[DATASET CONTENT — start]
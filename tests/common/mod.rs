//! Common test utilities and helpers
#![allow(dead_code)]

use std::fs;
use std::path::Path;
use tempfile::TempDir;
use vaultprep::error::{PrepError, Result};
use vaultprep::Completion;

/// Write a note file under the vault root, creating parent directories
pub fn write_note(root: &Path, rel: &str, contents: &str) {
    let path = root.join(rel);
    if let Some(parent) = path.parent() {
        fs::create_dir_all(parent).unwrap();
    }
    fs::write(path, contents).unwrap();
}

/// Build a small vault with people, meetings, projects, and link chains
///
/// Link structure:
///   Meeting with Sarah -> Sarah -> Project Atlas -> Roadmap
/// plus an unrelated, unlinked note.
pub fn sample_vault() -> TempDir {
    let dir = TempDir::new().unwrap();

    write_note(
        dir.path(),
        "people/Sarah.md",
        "---\ntags:\n  - person\n---\nEngineering manager on [[Project Atlas]].\n",
    );
    write_note(
        dir.path(),
        "meetings/Meeting with Sarah 2024-10-20.md",
        "---\ntype: meeting\nsummary: Discussed Q4 roadmap and priorities\ntags:\n  - meeting\n---\nNotes from the sync with [[Sarah]].\n",
    );
    write_note(
        dir.path(),
        "projects/Project Atlas.md",
        "---\ntype: project\n---\nPlatform migration. #atlas\n\nNext steps live in [[Roadmap]].\n",
    );
    write_note(
        dir.path(),
        "projects/Roadmap.md",
        "---\ncategory: reference\n---\nQ4 priorities:\n- ship the migration\n- close the audit findings\n",
    );
    write_note(
        dir.path(),
        "inbox/Cooking Recipes.md",
        "Pasta, curry, bread. Nothing to do with work.\n",
    );

    dir
}

/// Completion stub that distinguishes categorization from summary prompts
pub struct ScriptedCompletion {
    pub categorization: String,
    pub summary: String,
}

impl Completion for ScriptedCompletion {
    fn complete(&self, prompt: &str) -> Result<String> {
        if prompt.starts_with("You are helping prep for:") {
            Ok(self.categorization.clone())
        } else {
            Ok(self.summary.clone())
        }
    }
}

/// Completion stub that always fails
pub struct FailingCompletion;

impl Completion for FailingCompletion {
    fn complete(&self, _prompt: &str) -> Result<String> {
        Err(PrepError::Completion("API error".to_string()))
    }
}
//! Core data types for the vaultprep brief compiler
//!
//! This module defines the fundamental data structures used throughout
//! vaultprep: vault notes, ranking candidates, relevance tiers, and search
//! matches. Notes are identified by their vault-relative path; everything
//! derived from a note is an immutable snapshot taken at query time.

use chrono::{DateTime, Utc};
use serde::{Deserialize, Serialize};
use std::collections::{BTreeMap, BTreeSet};
use std::path::PathBuf;

/// A markdown note loaded from the vault
///
/// The vault-relative path is the note's identity. The frontmatter mapping
/// holds whatever YAML the note declared; consumers pick out the keys they
/// care about (`tags`, `type`, `category`, `summary`).
#[derive(Debug, Clone, PartialEq)]
pub struct Note {
    /// Vault-relative path (identity)
    pub path: PathBuf,

    /// Note title (file stem)
    pub title: String,

    /// Markdown body with frontmatter stripped
    pub content: String,

    /// Parsed YAML frontmatter
    pub frontmatter: BTreeMap<String, serde_yaml::Value>,

    /// Last-modified timestamp read from storage at load time
    ///
    /// Candidate materialization re-stats the file instead of trusting this
    /// value, so candidates reflect on-disk state at query time.
    pub modified_at: DateTime<Utc>,
}

/// A note surfaced to the ranking stage, with derived metadata
///
/// Constructed once per `find_relevant_notes` call and never mutated
/// afterwards.
#[derive(Debug, Clone, PartialEq, Serialize)]
pub struct CandidateNote {
    /// Note title
    pub title: String,

    /// Vault-relative path
    pub path: PathBuf,

    /// Frontmatter tags plus inline `#tags` (unique, order irrelevant)
    pub tags: BTreeSet<String>,

    /// Frontmatter `type` field, falling back to `category`
    pub category: Option<String>,

    /// Frontmatter `summary`, or a truncated content excerpt
    pub snippet: String,

    /// Modification timestamp from a fresh filesystem stat
    pub modified_at: DateTime<Utc>,
}

/// Relevance tier assigned to a candidate by the ranking service
///
/// Recomputed per query, never persisted. `NotRelevant` candidates are
/// dropped before the brief generator sees them.
#[derive(Debug, Clone, Copy, PartialEq, Eq, Serialize, Deserialize)]
pub enum Relevance {
    VeryRelevant,
    PotentiallyRelevant,
    NotRelevant,
}

impl Relevance {
    /// Canonical tier keywords, in prompt/parse order
    ///
    /// This is the classification vocabulary sent to the completion
    /// capability and matched in its response, kept as an explicit constant
    /// rather than embedded literals.
    pub const KEYWORDS: [&'static str; 3] =
        ["VERY_RELEVANT", "POTENTIALLY_RELEVANT", "NOT_RELEVANT"];

    /// The canonical keyword spelling for this tier
    pub fn as_keyword(&self) -> &'static str {
        match self {
            Relevance::VeryRelevant => "VERY_RELEVANT",
            Relevance::PotentiallyRelevant => "POTENTIALLY_RELEVANT",
            Relevance::NotRelevant => "NOT_RELEVANT",
        }
    }

    /// Parse a canonical tier keyword
    pub fn from_keyword(s: &str) -> Option<Self> {
        match s {
            "VERY_RELEVANT" => Some(Relevance::VeryRelevant),
            "POTENTIALLY_RELEVANT" => Some(Relevance::PotentiallyRelevant),
            "NOT_RELEVANT" => Some(Relevance::NotRelevant),
            _ => None,
        }
    }
}

impl std::fmt::Display for Relevance {
    fn fmt(&self, f: &mut std::fmt::Formatter<'_>) -> std::fmt::Result {
        write!(f, "{}", self.as_keyword())
    }
}

/// Which index produced a search hit
#[derive(Debug, Clone, Copy, PartialEq, Eq, Serialize, Deserialize)]
#[serde(rename_all = "snake_case")]
pub enum MatchKind {
    Title,
    Content,
    Tag,
    Link,
    List,
}

impl std::fmt::Display for MatchKind {
    fn fmt(&self, f: &mut std::fmt::Formatter<'_>) -> std::fmt::Result {
        let s = match self {
            MatchKind::Title => "title",
            MatchKind::Content => "content",
            MatchKind::Tag => "tag",
            MatchKind::Link => "link",
            MatchKind::List => "list",
        };
        write!(f, "{}", s)
    }
}

/// A search or traversal hit with note metadata, serializable for CLI output
#[derive(Debug, Clone, Serialize)]
pub struct SearchMatch {
    /// Vault-relative path
    pub path: PathBuf,

    /// Note title
    pub title: String,

    /// All tags on the note
    pub tags: BTreeSet<String>,

    /// Last-modified timestamp
    pub modified_at: DateTime<Utc>,

    /// Which index matched
    pub match_kind: MatchKind,

    /// Hop distance from the anchor (traversal hits only)
    #[serde(skip_serializing_if = "Option::is_none")]
    pub distance: Option<usize>,
}
//! Markdown brief generation
//!
//! Renders the two surviving relevance tiers into a prep brief: an optional
//! completion-generated summary, one section per tier with per-note
//! metadata and `obsidian://` deep links, and a friendly message when
//! nothing matched. Summary generation failures never fail the brief; the
//! section is simply omitted.

use crate::services::Completion;
use crate::types::CandidateNote;
use chrono::{DateTime, Utc};
use std::fmt::Write;
use std::sync::Arc;
use tracing::debug;

/// Renders prep briefs for a named vault
pub struct BriefGenerator {
    vault_name: String,
    completion: Arc<dyn Completion>,
}

impl BriefGenerator {
    pub fn new(vault_name: impl Into<String>, completion: Arc<dyn Completion>) -> Self {
        Self {
            vault_name: vault_name.into(),
            completion,
        }
    }

    /// Generate the complete markdown brief
    pub fn generate_brief(
        &self,
        very_relevant: &[CandidateNote],
        potentially_relevant: &[CandidateNote],
        query: &str,
    ) -> String {
        let mut brief = format!("# Prep for {}\n\n", query);

        if very_relevant.is_empty() && potentially_relevant.is_empty() {
            let _ = write!(
                brief,
                "No notes found related to '{}'. Try a different search term or check your vault.\n",
                query
            );
            return brief;
        }

        match self.generate_summary(very_relevant, potentially_relevant, query) {
            Ok(summary) => {
                let _ = write!(brief, "## Summary\n\n{}\n\n", summary.trim());
            }
            Err(e) => {
                debug!("Skipping brief summary: {}", e);
            }
        }

        if !very_relevant.is_empty() {
            brief.push_str("## Very Relevant\n\n");
            for note in very_relevant {
                brief.push_str(&self.format_note_entry(note));
            }
        }

        if !potentially_relevant.is_empty() {
            brief.push_str("## Potentially Relevant\n\n");
            for note in potentially_relevant {
                brief.push_str(&self.format_note_entry(note));
            }
        }

        brief
    }

    /// Ask the completion capability for a 2-3 sentence overview
    fn generate_summary(
        &self,
        very_relevant: &[CandidateNote],
        potentially_relevant: &[CandidateNote],
        query: &str,
    ) -> crate::error::Result<String> {
        let mut prompt = format!("You are preparing a brief for: {}\n\nVery relevant notes:\n", query);
        for note in very_relevant {
            let _ = writeln!(prompt, "- {}", note.title);
        }
        prompt.push_str("\nPotentially relevant notes:\n");
        for note in potentially_relevant {
            let _ = writeln!(prompt, "- {}", note.title);
        }
        prompt.push_str(
            "\nIn 2-3 sentences, summarize the key context to review before this. \
             Respond with the summary only.",
        );

        self.completion.complete(&prompt)
    }

    /// Format a single note as a markdown entry
    fn format_note_entry(&self, note: &CandidateNote) -> String {
        let tags = if note.tags.is_empty() {
            "none".to_string()
        } else {
            note.tags.iter().cloned().collect::<Vec<_>>().join(", ")
        };

        let obsidian_url = format!(
            "obsidian://open?vault={}&file={}",
            urlencoding::encode(&self.vault_name),
            urlencoding::encode(&note.path.to_string_lossy()),
        );

        format!(
            "### {}\n\n*Tags: {} | Modified: {}*\n\n{}\n\n[Open in Obsidian]({})\n\n",
            note.title,
            tags,
            format_relative_time(note.modified_at, Utc::now()),
            note.snippet,
            obsidian_url,
        )
    }
}

/// Format a timestamp relative to `now` ("today", "2 days ago", ...)
pub fn format_relative_time(then: DateTime<Utc>, now: DateTime<Utc>) -> String {
    let days = (now - then).num_days();

    if days <= 0 {
        "today".to_string()
    } else if days == 1 {
        "yesterday".to_string()
    } else if days < 7 {
        format!("{} days ago", days)
    } else if days < 30 {
        let weeks = days / 7;
        format!("{} week{} ago", weeks, if weeks > 1 { "s" } else { "" })
    } else if days < 365 {
        let months = days / 30;
        format!("{} month{} ago", months, if months > 1 { "s" } else { "" })
    } else {
        let years = days / 365;
        format!("{} year{} ago", years, if years > 1 { "s" } else { "" })
    }
}

#[cfg(test)]
mod tests {
    use super::*;
    use crate::error::{PrepError, Result};
    use chrono::TimeZone;
    use std::collections::BTreeSet;
    use std::path::PathBuf;

    struct CannedCompletion(String);

    impl Completion for CannedCompletion {
        fn complete(&self, _prompt: &str) -> Result<String> {
            Ok(self.0.clone())
        }
    }

    struct FailingCompletion;

    impl Completion for FailingCompletion {
        fn complete(&self, _prompt: &str) -> Result<String> {
            Err(PrepError::Completion("unavailable".to_string()))
        }
    }

    fn candidate() -> CandidateNote {
        CandidateNote {
            title: "Meeting with Sarah".to_string(),
            path: PathBuf::from("people/sarah-meeting.md"),
            tags: BTreeSet::from(["meeting".to_string(), "sarah".to_string()]),
            category: Some("meeting".to_string()),
            snippet: "Discussed Q4 roadmap and priorities".to_string(),
            modified_at: Utc::now(),
        }
    }

    #[test]
    fn test_format_note_entry() {
        let generator =
            BriefGenerator::new("TestVault", Arc::new(CannedCompletion(String::new())));
        let entry = generator.format_note_entry(&candidate());

        assert!(entry.contains("### Meeting with Sarah"));
        assert!(entry.contains("meeting, sarah"));
        assert!(entry.contains("Discussed Q4 roadmap"));
        assert!(entry.contains("obsidian://open?vault=TestVault"));
        assert!(entry.contains("people%2Fsarah-meeting.md"));
    }

    #[test]
    fn test_generate_brief_with_summary() {
        let generator = BriefGenerator::new(
            "TestVault",
            Arc::new(CannedCompletion(
                "One recent meeting and background info.".to_string(),
            )),
        );

        let brief = generator.generate_brief(&[candidate()], &[], "meeting prep");

        assert!(brief.contains("# Prep for meeting prep"));
        assert!(brief.contains("## Summary"));
        assert!(brief.contains("One recent meeting and background info."));
        assert!(brief.contains("## Very Relevant"));
        assert!(!brief.contains("## Potentially Relevant"));
    }

    #[test]
    fn test_generate_brief_skips_summary_on_failure() {
        let generator = BriefGenerator::new("TestVault", Arc::new(FailingCompletion));

        let brief = generator.generate_brief(&[], &[candidate()], "meeting prep");

        assert!(!brief.contains("## Summary"));
        assert!(brief.contains("## Potentially Relevant"));
        assert!(brief.contains("Meeting with Sarah"));
    }

    #[test]
    fn test_generate_brief_empty_tiers() {
        let generator = BriefGenerator::new("TestVault", Arc::new(FailingCompletion));

        let brief = generator.generate_brief(&[], &[], "nonexistent topic xyz123");

        assert!(brief.contains("No notes found related to 'nonexistent topic xyz123'"));
        assert!(!brief.contains("## Very Relevant"));
    }

    #[test]
    fn test_format_relative_time() {
        let now = Utc.with_ymd_and_hms(2024, 6, 15, 12, 0, 0).unwrap();
        let at = |y, m, d| Utc.with_ymd_and_hms(y, m, d, 12, 0, 0).unwrap();

        assert_eq!(format_relative_time(at(2024, 6, 15), now), "today");
        assert_eq!(format_relative_time(at(2024, 6, 14), now), "yesterday");
        assert_eq!(format_relative_time(at(2024, 6, 12), now), "3 days ago");
        assert_eq!(format_relative_time(at(2024, 6, 1), now), "2 weeks ago");
        assert_eq!(format_relative_time(at(2024, 3, 15), now), "3 months ago");
        assert_eq!(format_relative_time(at(2022, 6, 15), now), "2 years ago");
    }
}
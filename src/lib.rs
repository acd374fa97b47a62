//! Vaultprep - Prep-Brief Compiler for Markdown Note Vaults
//!
//! Compiles a markdown "prep brief" for a free-text query (e.g. "meeting
//! with Sarah") from a personal note vault:
//! - Hybrid anchor search over titles, content, and tags
//! - Bounded bidirectional traversal of the wikilink graph
//! - LLM categorization of candidates into relevance tiers, with a
//!   graceful fallback when the completion call fails
//!
//! # Architecture
//!
//! The pipeline is organized into layers:
//! - **Types**: Core data structures (Note, CandidateNote, Relevance)
//! - **Vault**: Note store and search index over a markdown directory
//! - **Relevance**: Anchor discovery and graph expansion into candidates
//! - **Ranking**: Completion-driven tier partitioning
//! - **Brief**: Markdown rendering of the surviving tiers
//!
//! Everything runs single-threaded and synchronous: one query per
//! invocation, every external call blocking the caller until it returns.
//!
//! # Example
//!
//! ```ignore
//! use std::sync::Arc;
//! use vaultprep::{AnthropicClient, BriefCompiler, FsVault, PrepConfig};
//!
//! fn main() -> vaultprep::Result<()> {
//!     let config = PrepConfig::load(None)?;
//!     let vault = Arc::new(FsVault::open("~/notes")?);
//!     let completion = Arc::new(AnthropicClient::with_default()?);
//!
//!     let name = vault.name().to_string();
//!     let compiler = BriefCompiler::new(vault, name, &config, completion);
//!     println!("{}", compiler.compile_brief("meeting with Sarah")?);
//!     Ok(())
//! }
//! ```

pub mod brief;
pub mod cli;
pub mod compiler;
pub mod config;
pub mod error;
pub mod ranking;
pub mod relevance;
pub mod services;
pub mod types;
pub mod utils;
pub mod vault;

// Re-export commonly used types
pub use brief::BriefGenerator;
pub use compiler::BriefCompiler;
pub use config::PrepConfig;
pub use error::{PrepError, Result};
pub use ranking::RankingService;
pub use relevance::RelevanceEngine;
pub use services::{AnthropicClient, Completion, CompletionConfig};
pub use types::{CandidateNote, MatchKind, Note, Relevance, SearchMatch};
pub use vault::{extract_all_tags, FsVault, NoteStore, SearchIndex};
[DATASET CONTENT — finish]
» **EXERCISE DIRECTIONS**
What is wanted is one number: how many lines in the listing hold the string "PrepConfig".

» **RESPONSE TO THE TASK**
3